= Problem =
Return the lines of the data below exactly. Start at the first and end with the line containing "a chat message.".

(Material supplied)

//! OpenAI-compatible client for the llama.cpp model server.

use async_trait::async_trait;
use serde::{Deserialize, Serialize};
use serde_json::Value;
use tracing::debug;

use crate::config::LlmSettings;
use crate::error::{Error, Result};

/// Role of a chat message.
#[derive(Debug, Clone, Copy, PartialEq, Eq, Serialize, Deserialize)]
#[serde(rename_all = "lowercase")]
pub enum ChatRole {
    System,
    User,
    Assistant,
    Tool,
}

/// Chat message in OpenAI wire format.
#[derive(Debug, Clone, PartialEq, Serialize, Deserialize)]
pub struct ChatMessage {
    pub role: ChatRole,
    #[serde(default)]
    pub content: Option<String>,
    #[serde(default, skip_serializing_if = "Vec::is_empty")]
    pub tool_calls: Vec<ToolCall>,
    #[serde(default, skip_serializing_if = "Option::is_none")]
    pub tool_call_id: Option<String>,
}

impl ChatMessage {
    fn plain(role: ChatRole, content: impl Into<String>) -> Self {
        Self {
            role,
            content: Some(content.into()),
            tool_calls: Vec::new(),
            tool_call_id: None,
        }
    }

    pub fn system(content: impl Into<String>) -> Self {
        Self::plain(ChatRole::System, content)
    }

    pub fn user(content: impl Into<String>) -> Self {
        Self::plain(ChatRole::User, content)
    }

    pub fn assistant(content: impl Into<String>) -> Self {
        Self::plain(ChatRole::Assistant, content)
    }

    /// Result of a tool call, answering `tool_call_id`.
    pub fn tool(tool_call_id: impl Into<String>, content: impl Into<String>) -> Self {
        Self {
            role: ChatRole::Tool,
            content: Some(content.into()),
            tool_calls: Vec::new(),
            tool_call_id: Some(tool_call_id.into()),
        }
    }
}

/// A function call requested by the model.
#[derive(Debug, Clone, PartialEq, Serialize, Deserialize)]
pub struct ToolCall {
    pub id: String,
    #[serde(rename = "type", default = "function_type")]
    pub call_type: String,
    pub function: FunctionCall,
}

fn function_type() -> String {
    "function".into()
}

/// Name and JSON-encoded arguments of a call.
#[derive(Debug, Clone, PartialEq, Serialize, Deserialize)]
pub struct FunctionCall {
    pub name: String,
    #[serde(default)]
    pub arguments: String,
}

impl FunctionCall {
    /// Decoded arguments; an empty string means no arguments.
    pub fn parsed_arguments(&self) -> Result<Value> {
        if self.arguments.trim().is_empty() {
            return Ok(Value::Object(Default::default()));
        }
        serde_json::from_str(&self.arguments)
            .map_err(|e| Error::InvalidParams(format!("arguments for {}: {e}", self.name)))
    }
}

/// Function tool offered to the model.
#[derive(Debug, Clone, PartialEq, Serialize, Deserialize)]
pub struct FunctionTool {
    #[serde(rename = "type")]
    pub tool_type: String,
    pub function: FunctionSpec,
}

/// Function signature offered to the model.
#[derive(Debug, Clone, PartialEq, Serialize, Deserialize)]
pub struct FunctionSpec {
    pub name: String,
    #[serde(default)]
    pub description: String,
    pub parameters: Value,
}

impl FunctionTool {
    pub fn new(name: impl Into<String>, description: impl Into<String>, parameters: Value) -> Self {
        Self {
            tool_type: "function".into(),
            function: FunctionSpec {
                name: name.into(),
                description: description.into(),
                parameters,
            },
        }
    }
}

/// The assistant's reply: text, tool calls, or both.
#[derive(Debug, Clone, Default, PartialEq)]
pub struct AssistantTurn {
    pub content: Option<String>,
    pub tool_calls: Vec<ToolCall>,
}

impl AssistantTurn {
    pub fn into_message(self) -> ChatMessage {
        ChatMessage {
            role: ChatRole::Assistant,
            content: self.content,
            tool_calls: self.tool_calls,
            tool_call_id: None,
        }
    }
}

/// Chat and embedding model.
#[async_trait]
pub trait ChatModel: Send + Sync {
    /// One chat completion. `tools` empty means plain chat.
    async fn chat(&self, messages: &[ChatMessage], tools: &[FunctionTool]) -> Result<AssistantTurn>;

    /// Embed each input text.
    async fn embed(&self, inputs: &[String]) -> Result<Vec<Vec<f32>>>;
}

#[derive(Debug, Serialize)]
struct ChatCompletionRequest<'a> {
    model: &'a str,
    messages: &'a [ChatMessage],
    #[serde(skip_serializing_if = "no_tools")]
    tools: &'a [FunctionTool],
    temperature: f32,
    stream: bool,
}

fn no_tools(tools: &&[FunctionTool]) -> bool {
    tools.is_empty()
}

#[derive(Debug, Deserialize)]
struct ChatCompletionResponse {
    choices: Vec<ChatChoice>,
}

#[derive(Debug, Deserialize)]
struct ChatChoice {
    message: ChatMessage,
}

#[derive(Debug, Serialize)]
struct EmbeddingRequest<'a> {
    model: &'a str,
    input: &'a [String],
}

#[derive(Debug, Deserialize)]
struct EmbeddingResponse {
    data: Vec<EmbeddingData>,
}

#[derive(Debug, Deserialize)]
struct EmbeddingData {
    #[serde(default)]
    index: usize,
    embedding: Vec<f32>,
}

/// Client for `{base_url}/chat/completions` and `{base_url}/embeddings`.
#[derive(Debug, Clone)]
pub struct OpenAiCompatClient {
    settings: LlmSettings,
    client: reqwest::Client,
}

impl OpenAiCompatClient {
    pub fn new(settings: LlmSettings) -> Result<Self> {
        let client = reqwest::Client::builder()
            .timeout(settings.timeout)
            .build()?;
        Ok(Self { settings, client })
    }

    pub fn model(&self) -> &str {
        &self.settings.model
    }

    async fn post<B: Serialize, R: for<'de> Deserialize<'de>>(&self, path: &str, body: &B) -> Result<R> {
        let url = format!("{}{}", self.settings.base_url, path);
        let mut request = self.client.post(&url).json(body);
        if let Some(key) = &self.settings.api_key {
            request = request.bearer_auth(key);
        }

        let response = request
            .send()
            .await
            .map_err(|e| Error::Llm(format!("request to {url} failed: {e}")))?;
        let status = response.status();
        let text = response.text().await?;
        if !status.is_success() {
            return Err(Error::Llm(format!("{url} returned {status}: {text}")));
        }
        serde_json::from_str(&text).map_err(|e| Error::Llm(format!("invalid response from {url}: {e}")))
    }
}

#[async_trait]
impl ChatModel for OpenAiCompatClient {
    async fn chat(&self, messages: &[ChatMessage], tools: &[FunctionTool]) -> Result<AssistantTurn> {
        debug!(
            "Chat completion: model={} messages={} tools={}",
            self.settings.model,
            messages.len(),
            tools.len()
        );
        let body = ChatCompletionRequest {
            model: &self.settings.model,
            messages,
            tools,
            temperature: self.settings.temperature,
            stream: false,
        };
        let response: ChatCompletionResponse = self.post("/chat/completions", &body).await?;
        let message = response
            .choices
            .into_iter()
            .next()
            .map(|c| c.message)
            .ok_or_else(|| Error::Llm("completion has no choices".into()))?;

        Ok(AssistantTurn {
            content: message.content,
            tool_calls: message.tool_calls,
        })
    }

    async fn embed(&self, inputs: &[String]) -> Result<Vec<Vec<f32>>> {
        let body = EmbeddingRequest {
            model: &self.settings.model,
            input: inputs,
        };
        let mut response: EmbeddingResponse = self.post("/embeddings", &body).await?;
        if response.data.len() != inputs.len() {
            return Err(Error::Llm(format!(
                "expected {} embeddings, got {}",
                inputs.len(),
                response.data.len()
            )));
        }
        response.data.sort_by_key(|d| d.index);
        Ok(response.data.into_iter().map(|d| d.embedding).collect())
    }
}


#[cfg(test)]
mod tests {
    use serde_json::json;

    use super::*;

    #[test]
    fn test_tool_message_wire_format() {
        let value = serde_json::to_value(ChatMessage::tool("call_1", "42")).unwrap();
        assert_eq!(value, json!({"role": "tool", "content": "42", "tool_call_id": "call_1"}));
    }

    #[test]
    fn test_assistant_tool_calls_decode() {
        let msg: ChatMessage = serde_json::from_value(json!({
            "role": "assistant",
            "content": null,
            "tool_calls": [{
                "id": "call_9",
                "type": "function",
                "function": {"name": "get_quote", "arguments": "{\"symbol\":\"AAPL\"}"}
            }]
        }))
        .unwrap();
        assert!(msg.content.is_none());
        let call = &msg.tool_calls[0];
        assert_eq!(call.function.parsed_arguments().unwrap(), json!({"symbol": "AAPL"}));
    }

    #[test]
    fn test_empty_arguments_are_empty_object() {
        let call = FunctionCall { name: "now".into(), arguments: " ".into() };
        assert_eq!(call.parsed_arguments().unwrap(), json!({}));

        let call = FunctionCall { name: "now".into(), arguments: "{oops".into() };
        assert!(matches!(call.parsed_arguments(), Err(Error::InvalidParams(_))));
    }

    async fn stub_server() -> String {
        use axum::http::StatusCode;
        use axum::routing::post;
        use axum::{Json, Router};

        let app = Router::new()
            .route(
                "/v1/chat/completions",
                post(|Json(req): Json<Value>| async move {
                    if req["model"] == "broken" {
                        return Err((StatusCode::SERVICE_UNAVAILABLE, "loading model"));
                    }
                    let content = format!("tools offered: {}", req["tools"].as_array().map_or(0, Vec::len));
                    Ok(Json(json!({
                        "choices": [{"index": 0, "message": {"role": "assistant", "content": content}}]
                    })))
                }),
            )
            .route(
                "/v1/embeddings",
                post(|| async {
                    Json(json!({"data": [
                        {"index": 1, "embedding": [0.0, 1.0]},
                        {"index": 0, "embedding": [1.0, 0.0]}
                    ]}))
                }),
            );
        let listener = tokio::net::TcpListener::bind("127.0.0.1:0").await.unwrap();
        let url = format!("http://{}/v1", listener.local_addr().unwrap());
        tokio::spawn(async move { axum::serve(listener, app).await.unwrap() });
        url
    }

    fn client(base_url: String, model: &str) -> OpenAiCompatClient {
        OpenAiCompatClient::new(LlmSettings {
            base_url,
            model: model.into(),
            ..LlmSettings::default()
        })
        .unwrap()
    }

    #[tokio::test]
    async fn test_chat_and_embeddings_against_stub() {
        let base = stub_server().await;
        let llm = client(base.clone(), "local-model");

        let tool = FunctionTool::new("get_quote", "quote", json!({"type": "object"}));
        let turn = llm.chat(&[ChatMessage::user("hi")], &[tool]).await.unwrap();
        assert_eq!(turn.content.as_deref(), Some("tools offered: 1"));
        assert!(turn.tool_calls.is_empty());

        let vectors = llm.embed(&["a".into(), "b".into()]).await.unwrap();
        assert_eq!(vectors, vec![vec![1.0, 0.0], vec![0.0, 1.0]]);

        let err = llm.embed(&["only one".into()]).await.unwrap_err();
        assert!(matches!(err, Error::Llm(_)));

        let err = client(base, "broken").chat(&[ChatMessage::user("hi")], &[]).await.unwrap_err();
        assert!(matches!(err, Error::Llm(msg) if msg.contains("503")));
    }

    #[test]
    fn test_request_omits_empty_tools() {
        let messages = [ChatMessage::user("hi")];
        let body = ChatCompletionRequest {
            model: "m",
            messages: &messages,
            tools: &[],
            temperature: 0.2,
            stream: false,
        };
        let value = serde_json::to_value(&body).unwrap();
        assert!(value.get("tools").is_none());
        assert_eq!(value["messages"][0]["role"], "user");
    }
}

(End Material supplied)

= Worked solution =
//! OpenAI-compatible client for the llama.cpp model server.

use async_trait::async_trait;
use serde::{Deserialize, Serialize};
use serde_json::Value;
use tracing::debug;

use crate::config::LlmSettings;
use crate::error::{Error, Result};

/// Role of a chat message.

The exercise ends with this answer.